It was evident to the rebels that the position of the police was almost impregnable, and a Catholic clergyman of the parish, Rev. Philip Fitzgerald, endeavoured to mediate in the interests of peace. When a party of the Cashel police under Sub-Inspector Cox were seen arriving over Boulea Hill, the rebels attempted to stop them even though they were low on ammunition, but the police continued to advance, firing up the road. It became clear that the police in the house were about to be reinforced and rescued. The rebels then faded away, effectively terminating both the era of Young Ireland and Repeal, but the consequences of their actions would follow them for many years. This event is colloquially known as "the Battle of Widow McCormack's cabbage plot".

==Aftermath==
John Mitchel, the most committed advocate of revolution, had been arrested early in 1848, then convicted on the purposefully–created charge of treason-felony. He was sentenced to transportation to Bermuda, where he joined other convicts labouring on the construction of the Royal Naval Dockyard on Ireland Island.
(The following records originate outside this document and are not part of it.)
// SPDX-License-Identifier: MIT OR Apache-2.0
//! Fuzz ErrorCode deserialization, display, and EngineError construction.
//!
//! Verifies:
//! 1. Deserializing arbitrary strings as ErrorCode never panics.
//! 2. All variants keep Display/as_str/category/exit_code consistent.
//! 3. EngineError construction with arbitrary message and context never
//!    panics and always renders.
//! 4. EngineErrorDto round-trips through JSON.
#![no_main]
use libfuzzer_sys::fuzz_target;
use runlet_core::{EngineError, EngineErrorDto, ErrorCode};

/// All known ErrorCode variants for exercising the catalog.
const ALL_CODES: &[ErrorCode] = &[
    ErrorCode::InvalidCommand,
    ErrorCode::ExecutableNotFound,
    ErrorCode::ManagerNotFound,
    ErrorCode::SpawnFailed,
    ErrorCode::Internal,
];

fuzz_target!(|data: &[u8]| {
    let s = match std::str::from_utf8(data) {
        Ok(s) => s,
        Err(_) => return,
    };

    // --- Property 1: JSON deserialization never panics ---
    if let Ok(code) = serde_json::from_str::<ErrorCode>(s) {
        assert_eq!(format!("{code}"), code.as_str());
        let json = serde_json::to_string(&code).expect("ErrorCode must serialize");
        let rt: ErrorCode =
            serde_json::from_str(&json).expect("ErrorCode round-trip must succeed");
        assert_eq!(code, rt);
    }

    // --- Property 2: the catalog is internally consistent ---
    for &code in ALL_CODES {
        assert_eq!(format!("{code}"), code.as_str());
        assert!(code.exit_code() < 0, "engine codes are reserved negatives");
        let _ = format!("{}", code.category());
    }

    // --- Property 3: arbitrary message and context never panic ---
    let code = ALL_CODES[data.first().copied().unwrap_or(0) as usize % ALL_CODES.len()];
    let err = EngineError::new(code, s).with_context("input", s);
    assert!(!format!("{err}").is_empty());
    assert!(!format!("{err:?}").is_empty());
    assert_eq!(err.exit_code(), code.exit_code());

    // --- Property 4: DTO JSON round-trip ---
    let dto = EngineErrorDto::from(&err);
    let json = serde_json::to_string(&dto).expect("EngineErrorDto must serialize");
    let rt: EngineErrorDto =
        serde_json::from_str(&json).expect("EngineErrorDto round-trip must succeed");
    assert_eq!(dto, rt);

    let back: EngineError = rt.into();
    assert_eq!(back.code, code);
});
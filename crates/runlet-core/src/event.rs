// SPDX-License-Identifier: MIT OR Apache-2.0
//! Output events emitted by a single process execution.
//!
//! An execution yields a finite sequence of [`OutputEvent`]s: zero or more
//! `stdout`/`stderr` text events followed by exactly one terminal
//! `return_code` event. Per-stream ordering is preserved; interleaving
//! between the two streams is best-effort. A negative return code is
//! reserved for engine-internal failures and never collides with a child
//! exit status.

use serde::{Deserialize, Serialize};
use std::collections::BTreeMap;
use std::fmt;

// ---------------------------------------------------------------------------
// StreamSource
// ---------------------------------------------------------------------------

/// Which child pipe a piece of output was read from.
#[derive(Debug, Clone, Copy, PartialEq, Eq, Hash, Serialize, Deserialize)]
#[serde(rename_all = "snake_case")]
pub enum StreamSource {
    /// The child's standard output.
    Stdout,
    /// The child's standard error.
    Stderr,
}

impl fmt::Display for StreamSource {
    fn fmt(&self, f: &mut fmt::Formatter<'_>) -> fmt::Result {
        f.write_str(match self {
            Self::Stdout => "stdout",
            Self::Stderr => "stderr",
        })
    }
}

// ---------------------------------------------------------------------------
// OutputEvent
// ---------------------------------------------------------------------------

/// A single unit of the engine's output contract.
#[derive(Debug, Clone, PartialEq, Eq, Serialize, Deserialize)]
#[serde(rename_all = "snake_case", tag = "type")]
pub enum OutputEvent {
    /// Decoded text read from the child's standard output.
    Stdout {
        /// The decoded chunk, replacement characters substituted for
        /// undecodable bytes.
        text: String,
    },
    /// Decoded text read from the child's standard error.
    Stderr {
        /// The decoded chunk.
        text: String,
    },
    /// Terminal event carrying the run's result code. Emitted exactly once,
    /// strictly last.
    ReturnCode {
        /// Child exit status, `128 + signo` for signal deaths, or a
        /// reserved negative engine code.
        code: i32,
    },
}

impl OutputEvent {
    /// Construct a `stdout` text event.
    pub fn stdout(text: impl Into<String>) -> Self {
        Self::Stdout { text: text.into() }
    }

    /// Construct a `stderr` text event.
    pub fn stderr(text: impl Into<String>) -> Self {
        Self::Stderr { text: text.into() }
    }

    /// Construct the terminal `return_code` event.
    #[must_use]
    pub fn return_code(code: i32) -> Self {
        Self::ReturnCode { code }
    }

    /// Build a text event for the given stream.
    pub fn for_stream(source: StreamSource, text: impl Into<String>) -> Self {
        match source {
            StreamSource::Stdout => Self::stdout(text),
            StreamSource::Stderr => Self::stderr(text),
        }
    }

    /// `true` for the terminal `return_code` event.
    #[must_use]
    pub fn is_terminal(&self) -> bool {
        matches!(self, Self::ReturnCode { .. })
    }

    /// The stream this event belongs to, `None` for the terminal event.
    #[must_use]
    pub fn source(&self) -> Option<StreamSource> {
        match self {
            Self::Stdout { .. } => Some(StreamSource::Stdout),
            Self::Stderr { .. } => Some(StreamSource::Stderr),
            Self::ReturnCode { .. } => None,
        }
    }

    /// The carried text, `None` for the terminal event.
    #[must_use]
    pub fn text(&self) -> Option<&str> {
        match self {
            Self::Stdout { text } | Self::Stderr { text } => Some(text),
            Self::ReturnCode { .. } => None,
        }
    }

    /// The serde tag name of this event (`"stdout"`, `"stderr"`,
    /// `"return_code"`).
    #[must_use]
    pub fn kind_name(&self) -> &'static str {
        match self {
            Self::Stdout { .. } => "stdout",
            Self::Stderr { .. } => "stderr",
            Self::ReturnCode { .. } => "return_code",
        }
    }
}

// ---------------------------------------------------------------------------
// EventLog
// ---------------------------------------------------------------------------

/// An owned, ordered collection of [`OutputEvent`]s with query helpers.
///
/// Used by callers that want the whole run at once (summaries, tests)
/// rather than the live stream.
#[derive(Debug, Clone, Default, PartialEq, Eq, Serialize, Deserialize)]
pub struct EventLog {
    events: Vec<OutputEvent>,
}

impl EventLog {
    /// Create an empty log.
    #[must_use]
    pub fn new() -> Self {
        Self::default()
    }

    /// Append an event.
    pub fn push(&mut self, event: OutputEvent) {
        self.events.push(event);
    }

    /// All events in arrival order.
    #[must_use]
    pub fn events(&self) -> &[OutputEvent] {
        &self.events
    }

    /// Concatenated text of all `stdout` events.
    #[must_use]
    pub fn stdout_text(&self) -> String {
        self.text_of(StreamSource::Stdout)
    }

    /// Concatenated text of all `stderr` events.
    #[must_use]
    pub fn stderr_text(&self) -> String {
        self.text_of(StreamSource::Stderr)
    }

    fn text_of(&self, source: StreamSource) -> String {
        self.events
            .iter()
            .filter(|e| e.source() == Some(source))
            .filter_map(OutputEvent::text)
            .collect()
    }

    /// The terminal return code, if the log contains one.
    #[must_use]
    pub fn return_code(&self) -> Option<i32> {
        self.events.iter().rev().find_map(|e| match e {
            OutputEvent::ReturnCode { code } => Some(*code),
            _ => None,
        })
    }

    /// `true` once a terminal event has been recorded.
    #[must_use]
    pub fn is_terminated(&self) -> bool {
        self.return_code().is_some()
    }

    /// Event counts grouped by kind name.
    #[must_use]
    pub fn counts(&self) -> BTreeMap<&'static str, usize> {
        let mut counts = BTreeMap::new();
        for e in &self.events {
            *counts.entry(e.kind_name()).or_insert(0) += 1;
        }
        counts
    }

    /// Returns `true` if the log contains no events.
    #[must_use]
    pub fn is_empty(&self) -> bool {
        self.events.is_empty()
    }

    /// Number of recorded events.
    #[must_use]
    pub fn len(&self) -> usize {
        self.events.len()
    }

    /// Iterate over events by reference.
    pub fn iter(&self) -> std::slice::Iter<'_, OutputEvent> {
        self.events.iter()
    }
}

impl FromIterator<OutputEvent> for EventLog {
    fn from_iter<I: IntoIterator<Item = OutputEvent>>(iter: I) -> Self {
        Self {
            events: iter.into_iter().collect(),
        }
    }
}

impl IntoIterator for EventLog {
    type Item = OutputEvent;
    type IntoIter = std::vec::IntoIter<OutputEvent>;

    fn into_iter(self) -> Self::IntoIter {
        self.events.into_iter()
    }
}

impl<'a> IntoIterator for &'a EventLog {
    type Item = &'a OutputEvent;
    type IntoIter = std::slice::Iter<'a, OutputEvent>;

    fn into_iter(self) -> Self::IntoIter {
        self.events.iter()
    }
}

// ---------------------------------------------------------------------------
// Tests
// ---------------------------------------------------------------------------
// SPDX-License-Identifier: MIT OR Apache-2.0
//! Task-per-stream pump backend.

use crate::backend::{BackendKind, ChildStreams, PumpOptions, RawChunk, StreamBackend};
use async_trait::async_trait;
use runlet_core::StreamSource;
use std::io;
use std::time::Duration;
use tokio::io::{AsyncRead, AsyncReadExt};
use tokio::process::Child;
use tokio::sync::mpsc;
use tracing::warn;

/// One reader task per pipe, funnelled through an internal channel.
///
/// Each reader pulls bounded chunks until its pipe closes, then signals
/// with an `Eof`. The coordinating loop re-checks child liveness
/// whenever the channel stays quiet for a poll interval, and performs a
/// final drain once the child is gone and both readers have finished.
pub struct TaskPerStreamBackend;

#[async_trait]
impl StreamBackend for TaskPerStreamBackend {
    fn kind(&self) -> BackendKind {
        BackendKind::TaskPerStream
    }

    async fn pump(
        &self,
        child: &mut Child,
        io: ChildStreams,
        tx: mpsc::Sender<RawChunk>,
        opts: PumpOptions,
    ) -> io::Result<()> {
        let (chunk_tx, mut chunk_rx) = mpsc::channel::<RawChunk>(64);
        let mut stdout_task = tokio::spawn(read_pipe(
            io.stdout,
            StreamSource::Stdout,
            chunk_tx.clone(),
            opts.chunk_size,
        ));
        let mut stderr_task = tokio::spawn(read_pipe(
            io.stderr,
            StreamSource::Stderr,
            chunk_tx,
            opts.chunk_size,
        ));

        let mut open_streams = 2u8;
        while open_streams > 0 {
            match tokio::time::timeout(opts.poll_interval, chunk_rx.recv()).await {
                Ok(Some(chunk)) => {
                    if matches!(chunk, RawChunk::Eof { .. }) {
                        open_streams -= 1;
                    }
                    if tx.send(chunk).await.is_err() {
                        // Consumer gone; dropping our receiver stops the
                        // readers on their next send.
                        break;
                    }
                }
                Ok(None) => break,
                Err(_) => {
                    // Quiet pipes. Once the child has exited and both
                    // readers are done, everything left is already
                    // queued; forward it and stop.
                    if child.try_wait()?.is_some()
                        && stdout_task.is_finished()
                        && stderr_task.is_finished()
                    {
                        while let Ok(chunk) = chunk_rx.try_recv() {
                            if matches!(chunk, RawChunk::Eof { .. }) {
                                open_streams = open_streams.saturating_sub(1);
                            }
                            if tx.send(chunk).await.is_err() {
                                break;
                            }
                        }
                        break;
                    }
                }
            }
        }

        for task in [&mut stdout_task, &mut stderr_task] {
            if tokio::time::timeout(Duration::from_millis(500), &mut *task)
                .await
                .is_err()
            {
                // A reader can wedge on a pipe inherited by a grandchild
                // that outlives the child.
                task.abort();
            }
        }
        Ok(())
    }
}

async fn read_pipe<R>(mut pipe: R, source: StreamSource, tx: mpsc::Sender<RawChunk>, chunk_size: usize)
where
    R: AsyncRead + Unpin + Send + 'static,
{
    let mut buf = vec![0u8; chunk_size.max(1)];
    loop {
        match pipe.read(&mut buf).await {
            Ok(0) => break,
            Ok(n) => {
                let chunk = RawChunk::Data {
                    source,
                    bytes: buf[..n].to_vec(),
                };
                if tx.send(chunk).await.is_err() {
                    break;
                }
            }
            Err(error) => {
                warn!(%source, %error, "pipe read failed");
                break;
            }
        }
    }
    let _ = tx.send(RawChunk::Eof { source }).await;
}

// ---------------------------------------------------------------------------
// Tests
// ---------------------------------------------------------------------------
He was subsequently sent to Van Diemen's Land (in present-day Tasmania, Australia) where he was soon to be joined by other leaders, such as William Smith O'Brien and Thomas Francis Meagher who had both been arrested after Ballingarry. John Blake Dillon escaped to France, as did three of the younger members, James Stephens, John O'Mahony and Michael Doheny. Meagher and John Mitchel (who had been transported there before for political activities) both managed to escape and emigrate to the United States in the early 1850s. They served on opposite sides of the American Civil War: Meagher serving with the Union, for which he recruited and commanded the Irish Brigade, and Mitchel allying himself with the South and living there, sending three sons to fight with the Confederacy.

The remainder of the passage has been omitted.